CVE-2015-0204

Name of the Vulnerable Software and Affected Versions OpenSSL versions prior to 0.9.8zd, 1.0.0 before 1.0.0p, and 1.0.1 before 1.0.1k openssl-1.0.1e openssl-devel-1.0.1e openssl-static-1.0.1e openssl-libs-1.0.1e openssl-debuginfo-1.0.1e

Description The issue allows remote SSL servers to conduct RSA-to-EXPORT RSA downgrade attacks and facilitate brute-force decryption by offering a weak ephemeral RSA key in a noncompliant role, related to the "FREAK" issue. This can lead to a denial of service condition or allow an attacker to gain access to sensitive data. The vulnerability can be exploited remotely.

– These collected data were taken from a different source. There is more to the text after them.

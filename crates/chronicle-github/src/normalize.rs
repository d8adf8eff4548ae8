// Copyright (c) 2026 - present Chronicle contributors
// SPDX-License-Identifier: MIT

//! Normalization of GitHub wire JSON into canonical records
//!
//! GitHub-sourced records abbreviate the sha to 7 characters; everything
//! else follows the shared record rules (summary-line message, ISO date
//! with 10-character salvage, top-10 files by change volume, patch
//! truncation with the "no patch" sentinel).

use chronicle_history::record::{normalize_date, top_files, truncate_patch};
use chronicle_history::{CommitRecord, CommitStats, FileDiff};
use serde::Deserialize;

/// Length of the abbreviated sha used for GitHub records.
pub const SHORT_SHA_LEN: usize = 7;

/// One entry of `GET /repos/{owner}/{repo}/commits`.
#[derive(Debug, Clone, Deserialize)]
pub struct RawCommit {
    /// Full commit sha
    pub sha: String,
    /// Nested git commit payload
    pub commit: RawCommitPayload,
}

/// The `commit` object nested inside list and detail responses.
#[derive(Debug, Clone, Deserialize)]
pub struct RawCommitPayload {
    /// Full commit message
    #[serde(default)]
    pub message: String,
    /// Author identity, absent for some imported commits
    pub author: Option<RawCommitAuthor>,
}

/// Author identity inside the commit payload.
#[derive(Debug, Clone, Default, Deserialize)]
pub struct RawCommitAuthor {
    /// Display name
    pub name: Option<String>,
    /// ISO-8601 author date
    pub date: Option<String>,
}

/// Response of `GET /repos/{owner}/{repo}/commits/{sha}`.
#[derive(Debug, Clone, Deserialize)]
pub struct RawCommitDetail {
    /// Full commit sha
    pub sha: String,
    /// Nested git commit payload
    pub commit: RawCommitPayload,
    /// Aggregate additions/deletions
    pub stats: Option<RawStats>,
    /// Per-file changes
    #[serde(default)]
    pub files: Vec<RawFile>,
}

/// Aggregate stats of a commit detail response.
#[derive(Debug, Clone, Copy, Default, Deserialize)]
pub struct RawStats {
    /// Total lines added
    #[serde(default)]
    pub additions: usize,
    /// Total lines deleted
    #[serde(default)]
    pub deletions: usize,
}

/// One file entry of a commit detail response.
#[derive(Debug, Clone, Deserialize)]
pub struct RawFile {
    /// File path
    pub filename: String,
    /// Change status reported by GitHub
    #[serde(default)]
    pub status: String,
    /// Lines added
    #[serde(default)]
    pub additions: usize,
    /// Lines deleted
    #[serde(default)]
    pub deletions: usize,
    /// Unified diff text, absent for binary or oversized files
    pub patch: Option<String>,
    /// Blob URL for the file at this commit
    pub blob_url: Option<String>,
}

/// Abbreviate a sha to [`SHORT_SHA_LEN`] characters.
#[must_use]
pub fn short_sha(sha: &str) -> String {
    sha.chars().take(SHORT_SHA_LEN).collect()
}

/// Normalize a commit list entry into a lightweight record.
#[must_use]
pub fn normalize_commit(raw: &RawCommit) -> CommitRecord {
    let author = raw.commit.author.clone().unwrap_or_default();
    CommitRecord::new(
        short_sha(&raw.sha),
        author.name.unwrap_or_default(),
        author.date.as_deref().map(normalize_date).unwrap_or_default(),
        &raw.commit.message,
    )
}

/// Normalize a commit detail response into a detailed record.
#[must_use]
pub fn normalize_detail(raw: &RawCommitDetail) -> CommitRecord {
    let author = raw.commit.author.clone().unwrap_or_default();
    let stats = raw.stats.unwrap_or_default();

    let files: Vec<FileDiff> = raw
        .files
        .iter()
        .map(|f| FileDiff {
            name: f.filename.clone(),
            status: f.status.clone(),
            additions: f.additions,
            deletions: f.deletions,
            patch: truncate_patch(f.patch.as_deref()),
            url: f.blob_url.clone().unwrap_or_default(),
        })
        .collect();

    let mut record = CommitRecord::new(
        short_sha(&raw.sha),
        author.name.unwrap_or_default(),
        author.date.as_deref().map(normalize_date).unwrap_or_default(),
        &raw.commit.message,
    );
    record.stats = Some(CommitStats {
        total_files: raw.files.len(),
        additions: stats.additions,
        deletions: stats.deletions,
    });
    record.files = Some(top_files(files));
    record
}
// Copyright (c) 2026 - present Chronicle contributors
// SPDX-License-Identifier: MIT

//! chronicle-mcp: MCP server for Git and GitHub commit history
//!
//! This binary crate runs an MCP server over stdio exposing tools that
//! list commits from local and GitHub repositories and publish the
//! history as a Markdown report.

use anyhow::Context;
use clap::Parser;
use rust_mcp_sdk::mcp_server::{server_runtime, McpServerOptions, ToMcpServerHandler};
use rust_mcp_sdk::schema::{
    Implementation, InitializeResult, ServerCapabilities, ServerCapabilitiesTools,
    LATEST_PROTOCOL_VERSION,
};
use rust_mcp_sdk::{McpServer, StdioTransport, TransportOptions};
use tracing::info;

use chronicle_mcp::config::Config;
use chronicle_mcp::handlers::ToolContext;
use chronicle_mcp::server::ChronicleServer;

#[tokio::main]
async fn main() -> anyhow::Result<()> {
    let config = Config::parse();
    config.validate().context("invalid configuration")?;

    // Logs go to stderr; stdout belongs to the MCP stdio transport.
    tracing_subscriber::fmt()
        .with_env_filter(
            tracing_subscriber::EnvFilter::from_default_env()
                .add_directive(config.log_level().into()),
        )
        .with_writer(std::io::stderr)
        .init();

    info!("Starting chronicle-mcp server...");

    let server_details = InitializeResult {
        server_info: Implementation {
            name: "chronicle-mcp".to_string(),
            title: Some("Chronicle MCP Server".to_string()),
            version: env!("CARGO_PKG_VERSION").to_string(),
            description: None,
            icons: vec![],
            website_url: None,
        },
        capabilities: ServerCapabilities {
            tools: Some(ServerCapabilitiesTools { list_changed: None }),
            ..Default::default()
        },
        meta: None,
        instructions: Some(
            "Tools for reading Git commit history (local repositories and GitHub) \
             and publishing it as a Markdown report."
                .to_string(),
        ),
        protocol_version: LATEST_PROTOCOL_VERSION.to_string(),
    };

    let transport = StdioTransport::new(TransportOptions::default())
        .map_err(|e| anyhow::anyhow!("failed to create stdio transport: {e}"))?;

    let handler = ChronicleServer::new(ToolContext::from_config(&config));
    let server = server_runtime::create_server(McpServerOptions {
        server_details,
        transport,
        handler: handler.to_mcp_server_handler(),
        task_store: None,
        client_task_store: None,
    });

    server
        .start()
        .await
        .map_err(|e| anyhow::anyhow!("server error: {e}"))?;

    Ok(())
}
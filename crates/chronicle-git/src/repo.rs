// Copyright (c) 2026 - present Chronicle contributors
// SPDX-License-Identifier: MIT

//! Local repository access
//!
//! Wraps a `git2::Repository` and produces canonical [`CommitRecord`]s from
//! its history. Local records keep the full 40-character sha.

use std::path::Path;

use chrono::{FixedOffset, TimeZone, Utc};
use chronicle_history::CommitRecord;
use git2::{BranchType, Repository, Sort};

use crate::error::GitError;

/// A local Git repository opened for history reads
pub struct LocalRepo {
    repo: Repository,
}

impl LocalRepo {
    /// Open a repository at the given path.
    ///
    /// # Errors
    ///
    /// Returns [`GitError::RepositoryNotFound`] if the path is not a Git
    /// repository.
    pub fn open(path: impl AsRef<Path>) -> Result<Self, GitError> {
        let path = path.as_ref();
        let repo = Repository::open(path).map_err(|_| GitError::RepositoryNotFound {
            path: path.display().to_string(),
        })?;
        Ok(Self { repo })
    }

    /// Names of the local branches in this repository.
    ///
    /// # Errors
    ///
    /// Returns [`GitError::Command`] if branch enumeration fails.
    pub fn branch_names(&self) -> Result<Vec<String>, GitError> {
        let mut names = Vec::new();
        for branch in self.repo.branches(Some(BranchType::Local))? {
            let (branch, _) = branch?;
            if let Some(name) = branch.name()? {
                names.push(name.to_string());
            }
        }
        Ok(names)
    }

    /// Walk the most recent commits, newest first.
    ///
    /// With a branch name the walk starts at that branch's head; without one
    /// it covers all local branch heads. At most `count` records are
    /// returned.
    ///
    /// # Errors
    ///
    /// Returns [`GitError::BranchNotFound`] (listing the branches that do
    /// exist) when the named branch cannot be resolved, or
    /// [`GitError::Command`] for any other repository failure.
    pub fn recent_commits(
        &self,
        branch: Option<&str>,
        count: usize,
    ) -> Result<Vec<CommitRecord>, GitError> {
        let mut revwalk = self.repo.revwalk()?;
        revwalk.set_sorting(Sort::TIME | Sort::TOPOLOGICAL)?;

        match branch {
            Some(name) => {
                let branch_ref = self
                    .repo
                    .find_branch(name, BranchType::Local)
                    .map_err(|_| self.branch_not_found(name))?;
                let oid = branch_ref
                    .get()
                    .target()
                    .ok_or_else(|| self.branch_not_found(name))?;
                revwalk.push(oid)?;
            }
            None => {
                revwalk.push_glob("refs/heads/*")?;
            }
        }

        let mut records = Vec::new();
        for oid_result in revwalk {
            if records.len() >= count {
                break;
            }
            let oid = oid_result?;
            let commit = self.repo.find_commit(oid)?;
            records.push(normalize_commit(&commit));
        }

        tracing::debug!(
            count = records.len(),
            branch = branch.unwrap_or("<all>"),
            "walked local commits"
        );
        Ok(records)
    }

    fn branch_not_found(&self, name: &str) -> GitError {
        GitError::BranchNotFound {
            branch: name.to_string(),
            available: self.branch_names().unwrap_or_default(),
        }
    }
}

/// Normalize one libgit2 commit into the canonical record shape.
fn normalize_commit(commit: &git2::Commit<'_>) -> CommitRecord {
    let author = commit.author();
    CommitRecord::new(
        commit.id().to_string(),
        author.name().unwrap_or(""),
        format_time(author.when()),
        commit.message().unwrap_or(""),
    )
}

/// Render a git2 timestamp as ISO-8601, preserving the author's UTC offset.
fn format_time(when: git2::Time) -> String {
    let secs = when.seconds();
    FixedOffset::east_opt(when.offset_minutes() * 60)
        .and_then(|tz| tz.timestamp_opt(secs, 0).single())
        .map(|dt| dt.to_rfc3339())
        .or_else(|| Utc.timestamp_opt(secs, 0).single().map(|dt| dt.to_rfc3339()))
        .unwrap_or_default()
}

Recommendations For versions prior to 0.9.8zd, 1.0.0 before 1.0.0p, and 1.0.1 before 1.0.1k, update to a version that includes the fix for this issue. For openssl-1.0.1e, openssl-devel-1.0.1e, openssl-static-1.0.1e, openssl-libs-1.0.1e, and openssl-debuginfo-1.0.1e, update to a version that includes the fix for this issue. As a temporary workaround, consider disabling the ssl3 get key exchange function until a patch is available. Restrict access to the vulnerable module to minimize the risk of exploitation.